Article
Plan comptable général : obligations d'utilisation
Toute entreprise ne tient pas sa comptabilité de la même façon. Le plan comptable général définit la nomenclature, les règles d'évaluation et les modèles de présentation que doivent respecter les comptes annuels des entités qui y sont soumises. Encore faut-il savoir qui est réellement concerné par cette obligation.
Cette question se pose fréquemment aux créateurs d'entreprise et aux dirigeants de TPE, car le régime juridique et fiscal choisi détermine directement l'ampleur des obligations comptables à respecter. Un commerçant et un professionnel libéral relevant des bénéfices non commerciaux, par exemple, ne sont pas soumis aux mêmes règles.
Cet article détaille qui doit utiliser le plan comptable général, ce que ce référentiel impose concrètement, et les conséquences d'une comptabilité qui n'y est pas conforme.
Accès direct :
Qu'est-ce que le plan comptable général ?
Le plan comptable général, souvent désigné par l'acronyme PCG, est le texte de référence qui organise la comptabilité des entreprises françaises. Il est élaboré par l'Autorité des normes comptables (ANC) et rendu obligatoire par un règlement homologué par arrêté ministériel.
Ce référentiel fixe trois éléments essentiels.
- La nomenclature comptable, c'est-à-dire la liste des comptes classés par numéros
- Les règles de comptabilisation et d'évaluation des opérations
- Les modèles de présentation du bilan, du compte de résultat et de l'annexe
Le plan comptable général ne constitue pas un simple outil pratique.

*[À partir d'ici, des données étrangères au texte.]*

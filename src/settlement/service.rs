//! Building layout cache with change detection.

use std::future::Future;
use std::sync::Arc;

use color_eyre::Result;
use tracing::{debug, info};

use crate::cache::{building_slot, CacheStorage, CachedRecord, Clock, MapMetadata};

use super::diff::{
  dedupe_by_id, diff_layouts, fill_missing, layout_fingerprint, LayoutDiff, MissingFieldPolicy,
};
use super::types::{CachedSettlementBuilding, SettlementBuilding};

/// Outcome of comparing a fresh layout against the cached one.
#[derive(Debug, Clone)]
pub struct ComparisonResult {
  pub has_changed: bool,
  pub diff: LayoutDiff,
  /// The layout now held in the cache
  pub buildings: Vec<SettlementBuilding>,
}

impl ComparisonResult {
  /// Human-readable summary, only when something changed.
  pub fn changes_summary(&self) -> Option<String> {
    self.has_changed.then(|| self.diff.to_string())
  }
}

/// Settlement building cache.
///
/// Layouts are not trusted on a TTL; every refresh is compared against the
/// cached copy and only a real difference is written back.
pub struct SettlementCacheService<S: CacheStorage> {
  storage: Arc<S>,
  clock: Arc<dyn Clock>,
  policy: MissingFieldPolicy,
}

impl<S: CacheStorage> SettlementCacheService<S> {
  pub fn new(storage: Arc<S>, clock: Arc<dyn Clock>, policy: MissingFieldPolicy) -> Self {
    Self {
      storage,
      clock,
      policy,
    }
  }

  /// Compare `fresh` with the cached layout and persist it if it differs.
  ///
  /// A settlement without a cached layout always reports a change. Repeated
  /// building ids in `fresh` collapse to their last occurrence.
  pub fn compare_and_update(
    &self,
    settlement_id: i64,
    fresh: Vec<SettlementBuilding>,
  ) -> Result<ComparisonResult> {
    let mut fresh = dedupe_by_id(fresh);
    let cached = self.cached_buildings(settlement_id)?;
    let known = self.storage.get_map_metadata(settlement_id)?.is_some();
    let diff = diff_layouts(&cached, &fresh, self.policy);

    if known && diff.is_empty() {
      debug!(settlement_id, "No building changes");
      return Ok(ComparisonResult {
        has_changed: false,
        diff,
        buildings: cached,
      });
    }

    if self.policy == MissingFieldPolicy::Ignore {
      fill_missing(&cached, &mut fresh);
    }

    let now = self.clock.now();
    let metadata = MapMetadata {
      settlement_id,
      building_hash: layout_fingerprint(&fresh),
      building_count: fresh.len(),
      last_updated: now,
    };
    let records: Vec<CachedSettlementBuilding> = fresh
      .iter()
      .cloned()
      .map(|b| CachedSettlementBuilding::new(b, now))
      .collect();

    self
      .storage
      .replace_buildings(settlement_id, &records, &metadata)?;

    info!(
      settlement_id,
      added = diff.added,
      removed = diff.removed,
      modified = diff.modified,
      hash = %metadata.building_hash,
      "Building layout changed"
    );

    Ok(ComparisonResult {
      has_changed: true,
      diff,
      buildings: fresh,
    })
  }

  /// Fetch the layout and compare it. A failed fetch is returned as an
  /// error and leaves the cache as it was.
  pub async fn refresh_layout<F, Fut>(
    &self,
    settlement_id: i64,
    fetcher: F,
  ) -> Result<ComparisonResult>
  where
    F: FnOnce() -> Fut,
    Fut: Future<Output = Result<Vec<SettlementBuilding>>>,
  {
    let fresh = fetcher().await?;
    self.compare_and_update(settlement_id, fresh)
  }

  pub fn cached_buildings(&self, settlement_id: i64) -> Result<Vec<SettlementBuilding>> {
    self
      .storage
      .load_slot::<CachedSettlementBuilding>(&building_slot(settlement_id))?
      .records
      .into_iter()
      .map(CachedRecord::restore)
      .collect()
  }

  pub fn has_cached_buildings(&self, settlement_id: i64) -> Result<bool> {
    Ok(!self.cached_buildings(settlement_id)?.is_empty())
  }

  pub fn clear_settlement(&self, settlement_id: i64) -> Result<()> {
    self.storage.clear_settlement(settlement_id)?;
    info!(settlement_id, "Cleared settlement building cache");
    Ok(())
  }

  /// Milliseconds since the layout was last written, if it ever was.
  pub fn cache_age(&self, settlement_id: i64) -> Result<Option<i64>> {
    let now = self.clock.now();
    Ok(
      self
        .storage
        .get_map_metadata(settlement_id)?
        .map(|m| now - m.last_updated),
    )
  }

  pub fn map_metadata(&self, settlement_id: i64) -> Result<Option<MapMetadata>> {
    self.storage.get_map_metadata(settlement_id)
  }
}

Il a valeur réglementaire depuis son homologation par arrêté du 8 septembre 2014, ce qui en fait une norme juridiquement contraignante pour les entités qui y sont soumises, et non une simple recommandation professionnelle.
Qui doit utiliser le plan comptable général ?
L'obligation d'utiliser le plan comptable général découle de l'article 111-1 du règlement ANC n° 2014-03. Ce texte précise que ses dispositions s'appliquent à toute personne physique ou morale soumise à l'obligation légale d'établir des comptes annuels comprenant un bilan, un compte de résultat et une annexe.
Cette obligation d'établir des comptes annuels trouve elle-même sa source dans le Code de commerce, notamment son article L123-12, qui impose à tout commerçant, personne physique ou morale, d'enregistrer comptablement les mouvements affectant le patrimoine de son entreprise.
Concrètement, sont soumises au plan comptable général les sociétés commerciales sous toutes leurs formes — SARL, SAS, SA, SNC, société en commandite — ainsi que les entreprises individuelles ayant la qualité de commerçant et relevant d'un régime réel d'imposition. Ces structures doivent respecter le référentiel dès leur premier exercice comptable, quelle que soit leur taille. Le guide des obligations comptables des sociétés détaille l'ensemble des documents concernés par cette obligation.
Les documents comptables à produire varient toutefois selon la forme juridique et la taille de l'entreprise, comme le détaille notre article sur les documents comptables obligatoires selon la forme juridique.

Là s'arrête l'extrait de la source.